Sono state applicate misure particolari?
«Lo Stato sta collaborando attivamente con le grandi compagnie stanziando ingenti fondi per poter aiutare tutte quelle persone che hanno perso l’hotel, il negozio o il bar. Il ministro del turismo ha disposto diverse iniziative in modo da promuovere nuove società per creare posti di lavoro e colmare il gap che questi attacchi hanno creato».
Siete intervenuti anche con un piano per la sicurezza interna?
«Abbiamo già sottoscritto una dichiarazione internazionale per la collaborazione tra i popoli. In base a questo, sono state attivate diverse procedure per proteggere e rendere più sicure tutte le località turistiche. Non vogliamo limitarci a catturare i responsabili degli attacchi, ma puntiamo a creare una forza di intelligence per prevenire possibili nuovi attacchi».
Un’ultima parola per gli italiani che trascorreranno le vacanze in Egitto?
«Il turismo è una delle più importanti fonti di reddito del mio Paese: gli attentati stanno portando una serie di conseguenze negative che, a catena, vanno a minare la stabilità interna del governo. Non alludo soltanto alle perdite economiche. Quello, forse, è il meno: non trovo giusto che, da settimana scorsa, gli egiziani vivano nel terrore di nuovi attentati. È brutto dirlo, ma la vita va avanti. Non possiamo fare il gioco di questi seminatori di morte. Con questo non intendo affatto che bisogna dimenticare. È però necessario che tutti noi reagiamo.

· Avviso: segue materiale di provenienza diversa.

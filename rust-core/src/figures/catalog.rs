// Named figure builders

use std::fmt;

use log::info;

use super::free_body::{fbd_floor, fbd_friction, fbd_hanging, fbd_incline};
use super::pulleys::{fbd_pulley, incline_pulley_falling, incline_pulley_rising, table_pulleys};
use super::torque::torque;
use super::vectors::{force_composition, vector_components};
use crate::render::Figure;
use crate::style::Theme;
use crate::{DiagramError, Result};

/// Builds one figure for a theme
pub type FigureBuilder = fn(&Theme) -> Result<Figure>;

/// Gallery entry: a stable name, a one-line description and its builder
#[derive(Clone, Copy)]
pub struct FigureEntry {
    pub name: &'static str,
    pub description: &'static str,
    builder: FigureBuilder,
}

impl FigureEntry {
    pub fn build(&self, theme: &Theme) -> Result<Figure> {
        (self.builder)(theme)
    }
}

impl fmt::Debug for FigureEntry {
    fn fmt(&self, f: &mut fmt::Formatter<'_>) -> fmt::Result {
        f.debug_struct("FigureEntry")
            .field("name", &self.name)
            .field("description", &self.description)
            .finish()
    }
}

static CATALOG: [FigureEntry; 11] = [
    FigureEntry {
        name: "fbd-floor",
        description: "block at rest on level ground with normal force and weight",
        builder: fbd_floor,
    },
    FigureEntry {
        name: "fbd-incline",
        description: "block on an incline with its weight split along the slope",
        builder: fbd_incline,
    },
    FigureEntry {
        name: "fbd-hanging",
        description: "mass hanging from a ceiling on a rope",
        builder: fbd_hanging,
    },
    FigureEntry {
        name: "fbd-friction",
        description: "box pushed across a rough floor with applied force and friction",
        builder: fbd_friction,
    },
    FigureEntry {
        name: "fbd-pulley",
        description: "table block and hanging block over one pulley, with a free-body panel for each",
        builder: fbd_pulley,
    },
    FigureEntry {
        name: "table-pulleys",
        description: "block on a table tied over two edge pulleys to hanging weights",
        builder: table_pulleys,
    },
    FigureEntry {
        name: "incline-pulley-falling",
        description: "falling incline with a pulley at its high end",
        builder: incline_pulley_falling,
    },
    FigureEntry {
        name: "incline-pulley-rising",
        description: "rising incline with a pulley at its high end",
        builder: incline_pulley_rising,
    },
    FigureEntry {
        name: "vector-components",
        description: "vector split into x and y components",
        builder: vector_components,
    },
    FigureEntry {
        name: "force-composition",
        description: "two perpendicular forces and their resultant",
        builder: force_composition,
    },
    FigureEntry {
        name: "torque",
        description: "lever with position vector, force and torque direction",
        builder: torque,
    },
];

pub fn catalog() -> &'static [FigureEntry] {
    &CATALOG
}

pub fn names() -> impl Iterator<Item = &'static str> {
    CATALOG.iter().map(|entry| entry.name)
}

/// Build the gallery figure called `name`
pub fn build(name: &str, theme: &Theme) -> Result<Figure> {
    let entry = CATALOG
        .iter()
        .find(|entry| entry.name == name)
        .ok_or_else(|| DiagramError::UnknownFigure(name.to_string()))?;
    let figure = entry.build(theme)?;
    info!("Built figure '{}' with {} draw commands", name, figure.len());
    Ok(figure)
}
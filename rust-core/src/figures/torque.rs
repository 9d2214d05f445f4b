// Torque on a lever: position vector, perpendicular force and the out-of-page torque marker

use super::marks::{caption, note};
use crate::config::{Z_ANNOTATION, Z_OBJECT};
use crate::connectors::{Arrow, FormulaBox};
use crate::geometries::Point;
use crate::objects::{MassPoint, TorqueDirection, TorqueSymbol};
use crate::render::{DrawCommand, Figure};
use crate::style::{StrokeStyle, Theme};
use crate::Result;

pub fn torque(theme: &Theme) -> Result<Figure> {
    let mut figure = Figure::new(theme.clone())
        .with_title("Torque τ = r × F")
        .with_limits((-2.0, 10.0), (-1.5, 8.0))?;
    let palette = figure.palette().clone();

    let pivot = Point::new(1.0, 3.0);
    let lever_end = Point::new(8.0, 3.0);
    let r_end = Point::new(7.0, 3.0);

    figure.push_at(
        Z_OBJECT,
        DrawCommand::Polyline {
            points: vec![pivot, lever_end],
            stroke: StrokeStyle::new(palette.brown, 8.0),
        },
    );
    figure.add(&MassPoint::at(pivot).with_size(10.0));
    note(&mut figure, pivot - (0.0, 0.9), "pivot", palette.gray, 12.0);

    figure.add(&Arrow::new(pivot, r_end, palette.blue).with_label("r", (0.0, -0.6)).with_line_width(3.0));
    figure.add(&Arrow::new(r_end, (7.0, 6.0), palette.red).with_label("F", (0.5, 0.0)).with_line_width(4.0));

    // sense of rotation
    figure.push_at(
        Z_ANNOTATION,
        DrawCommand::Arc {
            center: pivot,
            radius: 1.5,
            start_deg: 0.0,
            end_deg: 60.0,
            stroke: StrokeStyle::new(palette.green, 3.0),
        },
    );
    note(&mut figure, (3.2, 5.0), "τ", palette.green, 20.0);

    figure.add(&TorqueSymbol::new(r_end, 0.3, TorqueDirection::Out).with_color(palette.green));
    caption(&mut figure, (7.5, 2.4), "out of page", palette.green, 11.0);

    // moment arm
    let arm_y = 1.6;
    let mid = Point::new((pivot.x + r_end.x) / 2.0, arm_y);
    figure.add(&Arrow::new(mid, (pivot.x, arm_y), palette.gray).with_line_width(1.5));
    figure.add(&Arrow::new(mid, (r_end.x, arm_y), palette.gray).with_line_width(1.5));
    note(&mut figure, mid - (0.0, 0.5), "r (moment arm)", palette.gray, 14.0);

    figure.add(&FormulaBox::new((5.0, 7.2), "τ = r × F").with_font_size(20.0));
    Ok(figure)
}
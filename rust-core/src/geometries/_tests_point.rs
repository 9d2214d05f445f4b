#[cfg(test)]
mod _tests_point {
    use super::super::point::Point;
    use crate::DiagramError;
    use approx::assert_abs_diff_eq;
    use nalgebra::Vector2;
    use std::f64::consts::PI;

    #[test]
    fn test_construction_variants() {
        let a = Point::new(1.5, -2.0);
        let b: Point = (1.5, -2.0).into();
        let c: Point = [1.5, -2.0].into();
        let d: Point = Vector2::new(1.5, -2.0).into();
        let copied = a;

        assert_eq!(a, b);
        assert_eq!(a, c);
        assert_eq!(a, d);
        assert_eq!(a, copied);
    }

    #[test]
    fn test_try_from_slice_requires_two_values() {
        let ok = Point::try_from(&[3.0, 4.0][..]).unwrap();
        assert_eq!(ok, Point::new(3.0, 4.0));

        match Point::try_from(&[1.0][..]) {
            Err(DiagramError::InvalidPoint(1)) => {}
            other => panic!("Expected InvalidPoint(1), got {:?}", other),
        }
        match Point::try_from(vec![1.0, 2.0, 3.0]) {
            Err(DiagramError::InvalidPoint(3)) => {}
            other => panic!("Expected InvalidPoint(3), got {:?}", other),
        }
    }

    #[test]
    fn test_arithmetic_with_points_and_tuples() {
        let p = Point::new(1.0, 2.0);

        assert_eq!(p + Point::new(0.5, 0.5), Point::new(1.5, 2.5));
        assert_eq!(p + (0.0, 2.0), Point::new(1.0, 4.0));
        assert_eq!(p - Point::new(1.0, 1.0), Point::new(0.0, 1.0));
        assert_eq!(p - (1.0, 2.0), Point::ORIGIN);
        assert_eq!(p * 2.0, Point::new(2.0, 4.0));
        assert_eq!(2.0 * p, Point::new(2.0, 4.0));
        assert_eq!(p / 2.0, Point::new(0.5, 1.0));
        assert_eq!(-p, Point::new(-1.0, -2.0));
    }

    #[test]
    fn test_arithmetic_leaves_operands_unchanged() {
        let p = Point::new(1.0, 1.0);
        let _ = p + (5.0, 5.0);
        let _ = p * 10.0;
        assert_eq!(p, Point::new(1.0, 1.0));
    }

    #[test]
    fn test_try_div_rejects_zero() {
        let p = Point::new(4.0, 2.0);
        assert_eq!(p.try_div(2.0).unwrap(), Point::new(2.0, 1.0));
        assert!(matches!(p.try_div(0.0), Err(DiagramError::DivisionByZero)));
    }

    #[test]
    #[should_panic(expected = "Cannot divide a point by zero")]
    fn test_div_operator_panics_on_zero() {
        let _ = Point::new(1.0, 1.0) / 0.0;
    }

    #[test]
    fn test_distance_and_angle() {
        let a = Point::new(0.0, 0.0);

        assert_abs_diff_eq!(a.distance_to((3.0, 4.0)), 5.0, epsilon = 1e-12);
        assert_abs_diff_eq!(a.angle_to((0.0, 2.0)), PI / 2.0, epsilon = 1e-12);
        assert_abs_diff_eq!(a.angle_to((-1.0, 0.0)), PI, epsilon = 1e-12);
        assert_abs_diff_eq!(Point::new(1.0, 1.0).angle_to((2.0, 2.0)), PI / 4.0, epsilon = 1e-12);
    }

    #[test]
    fn test_normalized_and_midpoint() {
        let n = Point::new(3.0, 4.0).normalized().unwrap();
        assert_abs_diff_eq!(n.norm(), 1.0, epsilon = 1e-12);
        assert!(Point::ORIGIN.normalized().is_none());

        assert_eq!(Point::new(0.0, 0.0).midpoint(Point::new(2.0, 4.0)), Point::new(1.0, 2.0));
    }

    #[test]
    fn test_interop_conversions() {
        let p = Point::new(1.25, -3.5);
        assert_eq!(p.to_tuple(), (1.25, -3.5));
        assert_eq!(p.to_array(), [1.25, -3.5]);
        assert_eq!(p.to_vector(), Vector2::new(1.25, -3.5));
        assert_eq!(format!("{}", p), "Point(1.25, -3.50)");
    }
}
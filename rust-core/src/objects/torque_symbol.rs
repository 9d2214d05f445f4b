use std::str::FromStr;

use super::placed_object::PlacedObject;
use crate::config::{HEAVY_WIDTH_SCALE, Z_ANNOTATION};
use crate::geometries::Point;
use crate::render::{DrawCommand, Drawable, Figure};
use crate::style::{Color, ShapeStyle, StrokeStyle};
use crate::DiagramError;

/// Rotation axis direction relative to the page
#[derive(Debug, Clone, Copy, PartialEq, Eq)]
pub enum TorqueDirection {
    /// Out of the page (⊙), counterclockwise
    Out,
    /// Into the page (⊗), clockwise
    In,
}

impl FromStr for TorqueDirection {
    type Err = DiagramError;

    fn from_str(s: &str) -> crate::Result<Self> {
        match s {
            "out" => Ok(TorqueDirection::Out),
            "in" => Ok(TorqueDirection::In),
            other => Err(DiagramError::InvalidParameter(format!(
                "torque direction must be 'in' or 'out', got '{}'",
                other
            ))),
        }
    }
}

/// ⊙ / ⊗ marker for the direction of a torque vector
#[derive(Debug, Clone, Copy, PartialEq)]
pub struct TorqueSymbol {
    center: Point,
    radius: f64,
    direction: TorqueDirection,
    color: Option<Color>,
}

impl TorqueSymbol {
    pub fn new(center: impl Into<Point>, radius: f64, direction: TorqueDirection) -> Self {
        Self {
            center: center.into(),
            radius,
            direction,
            color: None,
        }
    }

    pub fn with_color(mut self, color: Color) -> Self {
        self.color = Some(color);
        self
    }

    pub fn direction(&self) -> TorqueDirection {
        self.direction
    }
}

impl PlacedObject for TorqueSymbol {
    fn center(&self) -> Point {
        self.center
    }

    fn width(&self) -> f64 {
        2.0 * self.radius
    }

    fn height(&self) -> f64 {
        2.0 * self.radius
    }
}

impl Drawable for TorqueSymbol {
    fn draw(&self, figure: &mut Figure) {
        let color = self.color.unwrap_or(figure.palette().purple);
        let stroke = StrokeStyle::new(color, figure.theme().stroke_width(HEAVY_WIDTH_SCALE));

        figure.push_at(
            Z_ANNOTATION,
            DrawCommand::Circle {
                center: self.center,
                radius: self.radius,
                style: ShapeStyle::outline(stroke),
            },
        );
        match self.direction {
            TorqueDirection::Out => {
                figure.push_at(
                    Z_ANNOTATION + 1,
                    DrawCommand::Marker {
                        position: self.center,
                        size: 3.0,
                        color,
                    },
                );
            }
            TorqueDirection::In => {
                let d = self.radius * 0.6;
                for (a, b) in [((-d, -d), (d, d)), ((-d, d), (d, -d))] {
                    figure.push_at(
                        Z_ANNOTATION + 1,
                        DrawCommand::Polyline {
                            points: vec![self.center + a, self.center + b],
                            stroke,
                        },
                    );
                }
            }
        }
    }
}
// 2D bounding box module: axis-aligned extents of drawn content
// Used to fit figure limits around everything that was drawn

use super::point::Point;

/// 2D axis-aligned bounding box
///
/// Represents a rectangular region defined by its minimum and maximum corners.
#[derive(Debug, Clone, Copy, PartialEq)]
pub struct BoundingBox2D {
    /// Minimum corner (bottom-left in world coordinates)
    pub min: Point,
    /// Maximum corner (top-right in world coordinates)
    pub max: Point,
}

impl BoundingBox2D {
    /// Create a new bounding box from minimum and maximum corners
    ///
    /// # Panics
    /// Panics in debug mode if min coordinates are greater than max coordinates
    pub fn new(min: Point, max: Point) -> Self {
        debug_assert!(
            min.x <= max.x && min.y <= max.y,
            "Minimum coordinates must be less than or equal to maximum coordinates"
        );
        Self { min, max }
    }

    /// Create a bounding box from a center point and half extents
    pub fn from_center_half_extents(center: Point, half_width: f64, half_height: f64) -> Self {
        Self {
            min: center - (half_width, half_height),
            max: center + (half_width, half_height),
        }
    }

    /// Create a bounding box from a collection of points
    ///
    /// # Returns
    /// * `Some(BoundingBox2D)` if there are points to bound
    /// * `None` if the iterator is empty
    pub fn from_points<I>(points: I) -> Option<Self>
    where
        I: IntoIterator<Item = Point>,
    {
        let mut points_iter = points.into_iter();
        let first = points_iter.next()?;

        Some(points_iter.fold(Self { min: first, max: first }, |acc, p| acc.include(p)))
    }

    /// Grow the box so that it also covers `point`
    pub fn include(&self, point: Point) -> BoundingBox2D {
        BoundingBox2D {
            min: Point::new(self.min.x.min(point.x), self.min.y.min(point.y)),
            max: Point::new(self.max.x.max(point.x), self.max.y.max(point.y)),
        }
    }

    /// Check if a point is inside the bounding box (inclusive of boundaries)
    pub fn contains(&self, point: Point) -> bool {
        point.x >= self.min.x && point.x <= self.max.x && point.y >= self.min.y && point.y <= self.max.y
    }

    /// Compute the union of this bounding box with another
    pub fn union(&self, other: &BoundingBox2D) -> BoundingBox2D {
        self.include(other.min).include(other.max)
    }

    /// Get the center point of the bounding box
    pub fn center(&self) -> Point {
        self.min.midpoint(self.max)
    }

    pub fn width(&self) -> f64 {
        self.max.x - self.min.x
    }

    pub fn height(&self) -> f64 {
        self.max.y - self.min.y
    }

    /// Expand the bounding box by a given margin in all directions
    pub fn expand(&self, margin: f64) -> BoundingBox2D {
        BoundingBox2D {
            min: self.min - (margin, margin),
            max: self.max + (margin, margin),
        }
    }

    /// Limits as `((x_min, x_max), (y_min, y_max))`
    pub fn limits(&self) -> ((f64, f64), (f64, f64)) {
        ((self.min.x, self.max.x), (self.min.y, self.max.y))
    }
}
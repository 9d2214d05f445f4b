#[cfg(test)]
mod _tests_theme {
    use super::super::color::Color;
    use super::super::palette::Palette;
    use super::super::theme::{Theme, ThemePreset};
    use crate::DiagramError;
    use approx::assert_abs_diff_eq;

    #[test]
    fn test_preset_parsing() {
        assert_eq!("classic".parse::<ThemePreset>().unwrap(), ThemePreset::Classic);
        assert_eq!("Stem-Light".parse::<ThemePreset>().unwrap(), ThemePreset::StemLight);
        assert_eq!("stem_light".parse::<ThemePreset>().unwrap(), ThemePreset::StemLight);
        assert!(matches!(
            "neon".parse::<ThemePreset>(),
            Err(DiagramError::UnknownPreset(_))
        ));

        for preset in ThemePreset::ALL {
            assert_eq!(preset.to_string().parse::<ThemePreset>().unwrap(), preset);
        }
    }

    #[test]
    fn test_presets_use_their_palettes() {
        assert_eq!(Theme::preset(ThemePreset::Classic).palette, Palette::classic());
        assert_eq!(Theme::preset(ThemePreset::StemLight).palette, Palette::stem_light());
        assert_eq!(Theme::default(), Theme::preset(ThemePreset::Classic));
    }

    #[test]
    fn test_partial_toml_keeps_defaults() {
        let theme = Theme::from_toml_str(
            r##"
            px_per_unit = 80.0

            [palette]
            red = "#b91c1c"
            "##,
        )
        .unwrap();
        let defaults = Theme::default();

        assert_abs_diff_eq!(theme.px_per_unit, 80.0);
        assert_eq!(theme.palette.red, Color::rgb(0xb9, 0x1c, 0x1c));
        assert_eq!(theme.palette.blue, defaults.palette.blue);
        assert_eq!(theme.font_family, defaults.font_family);
        assert_abs_diff_eq!(theme.default_line_width, defaults.default_line_width);
    }

    #[test]
    fn test_empty_toml_is_default_theme() {
        assert_eq!(Theme::from_toml_str("").unwrap(), Theme::default());
    }

    #[test]
    fn test_invalid_toml_values() {
        assert!(matches!(
            Theme::from_toml_str("background = \"white\""),
            Err(DiagramError::Theme(_))
        ));
        assert!(matches!(
            Theme::from_toml_str("px_per_unit = -1.0"),
            Err(DiagramError::InvalidParameter(_))
        ));
    }

    #[test]
    fn test_load_missing_file() {
        let result = Theme::load("/definitely/not/a/theme.toml");
        assert!(matches!(result, Err(DiagramError::Io(_))));
    }
}
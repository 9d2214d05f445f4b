// Theme module: per-figure styling configuration, loadable from TOML
// A Theme is passed into every Figure; nothing reads colors from global state.

use log::debug;
use serde::{Deserialize, Serialize};
use std::fmt;
use std::path::Path;
use std::str::FromStr;

use super::color::Color;
use super::palette::Palette;
use crate::{DiagramError, Result};

/// Built-in theme presets
#[derive(Debug, Clone, Copy, PartialEq, Eq, Serialize, Deserialize)]
#[serde(rename_all = "kebab-case")]
pub enum ThemePreset {
    Classic,
    StemLight,
}

impl ThemePreset {
    pub const ALL: [ThemePreset; 2] = [ThemePreset::Classic, ThemePreset::StemLight];

    pub fn name(&self) -> &'static str {
        match self {
            ThemePreset::Classic => "classic",
            ThemePreset::StemLight => "stem-light",
        }
    }
}

impl fmt::Display for ThemePreset {
    fn fmt(&self, f: &mut fmt::Formatter<'_>) -> fmt::Result {
        f.write_str(self.name())
    }
}

impl FromStr for ThemePreset {
    type Err = DiagramError;

    fn from_str(s: &str) -> Result<Self> {
        match s.trim().to_ascii_lowercase().as_str() {
            "classic" => Ok(ThemePreset::Classic),
            "stem-light" | "stem_light" => Ok(ThemePreset::StemLight),
            other => Err(DiagramError::UnknownPreset(other.to_string())),
        }
    }
}

/// Figure-wide styling
///
/// Every field has a default, so a TOML file only needs to name what it changes:
///
/// ```toml
/// px_per_unit = 80.0
///
/// [palette]
/// red = "#b91c1c"
/// ```
#[derive(Debug, Clone, PartialEq, Serialize, Deserialize)]
#[serde(default)]
pub struct Theme {
    pub palette: Palette,
    pub background: Color,
    pub font_family: String,
    /// Base label size in pixels
    pub font_size: f64,
    /// SVG pixels per world unit
    pub px_per_unit: f64,
    /// Arrow shaft width in pixels; outlines and surface edges scale from it
    pub default_line_width: f64,
}

impl Theme {
    pub fn preset(preset: ThemePreset) -> Self {
        match preset {
            ThemePreset::Classic => Self {
                palette: Palette::classic(),
                background: Color::WHITE,
                font_family: "sans-serif".to_string(),
                font_size: 14.0,
                px_per_unit: 60.0,
                default_line_width: 2.0,
            },
            ThemePreset::StemLight => Self {
                palette: Palette::stem_light(),
                background: Color::rgb(0xfa, 0xfa, 0xfa),
                font_family: "Helvetica, Arial, sans-serif".to_string(),
                font_size: 14.0,
                px_per_unit: 60.0,
                default_line_width: 2.5,
            },
        }
    }

    /// Parse a theme from TOML text; missing keys keep the classic defaults
    pub fn from_toml_str(text: &str) -> Result<Self> {
        let theme: Theme = toml::from_str(text)?;
        theme.validate()?;
        Ok(theme)
    }

    /// Load a theme file from disk
    pub fn load(path: impl AsRef<Path>) -> Result<Self> {
        let path = path.as_ref();
        debug!("Loading theme from {}", path.display());
        let text = std::fs::read_to_string(path)?;
        Self::from_toml_str(&text)
    }

    /// Pixel width of a stroke drawn at `scale` times the base line width
    pub fn stroke_width(&self, scale: f64) -> f64 {
        self.default_line_width * scale
    }

    fn validate(&self) -> Result<()> {
        if !(self.px_per_unit.is_finite() && self.px_per_unit > 0.0) {
            return Err(DiagramError::InvalidParameter(format!(
                "px_per_unit must be positive, got {}",
                self.px_per_unit
            )));
        }
        if !(self.font_size.is_finite() && self.font_size > 0.0) {
            return Err(DiagramError::InvalidParameter(format!(
                "font_size must be positive, got {}",
                self.font_size
            )));
        }
        if !(self.default_line_width.is_finite() && self.default_line_width >= 0.0) {
            return Err(DiagramError::InvalidParameter(format!(
                "default_line_width must be non-negative, got {}",
                self.default_line_width
            )));
        }
        Ok(())
    }
}

impl Default for Theme {
    fn default() -> Self {
        Self::preset(ThemePreset::Classic)
    }
}
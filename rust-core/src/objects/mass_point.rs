use super::placed_object::PlacedObject;
use crate::config::Z_ARROW;
use crate::geometries::Point;
use crate::render::{DrawCommand, Drawable, Figure};
use crate::style::Color;

/// Zero-size point mass drawn as a dot
#[derive(Debug, Clone, Copy, PartialEq)]
pub struct MassPoint {
    center: Point,
    /// Dot radius in pixels
    size: f64,
    color: Option<Color>,
}

impl MassPoint {
    pub fn at(point: impl Into<Point>) -> Self {
        Self {
            center: point.into(),
            size: 6.0,
            color: None,
        }
    }

    /// Snap onto another object's center
    pub fn on(object: &dyn PlacedObject) -> Self {
        Self::at(object.center())
    }

    pub fn with_size(mut self, size: f64) -> Self {
        self.size = size;
        self
    }

    pub fn with_color(mut self, color: Color) -> Self {
        self.color = Some(color);
        self
    }
}

impl PlacedObject for MassPoint {
    fn center(&self) -> Point {
        self.center
    }

    fn width(&self) -> f64 {
        0.0
    }

    fn height(&self) -> f64 {
        0.0
    }
}

impl Drawable for MassPoint {
    fn draw(&self, figure: &mut Figure) {
        let color = self.color.unwrap_or(figure.palette().text);
        figure.push_at(
            Z_ARROW + 1,
            DrawCommand::Marker {
                position: self.center,
                size: self.size,
                color,
            },
        );
    }
}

Se pensiamo a località come Sharm El Sheikh, Mars Alam e Hurgada e l’influenza economico-sociale che da anni hanno avuto sull’Egitto, diventa più comprensibile l’importanza di alzare la testa e tirare avanti.

E su questo siamo ottimisti: abbiamo ragione di credere che, entro la stagione invernale, le attività economiche e turistiche riprenderanno a pieno regime».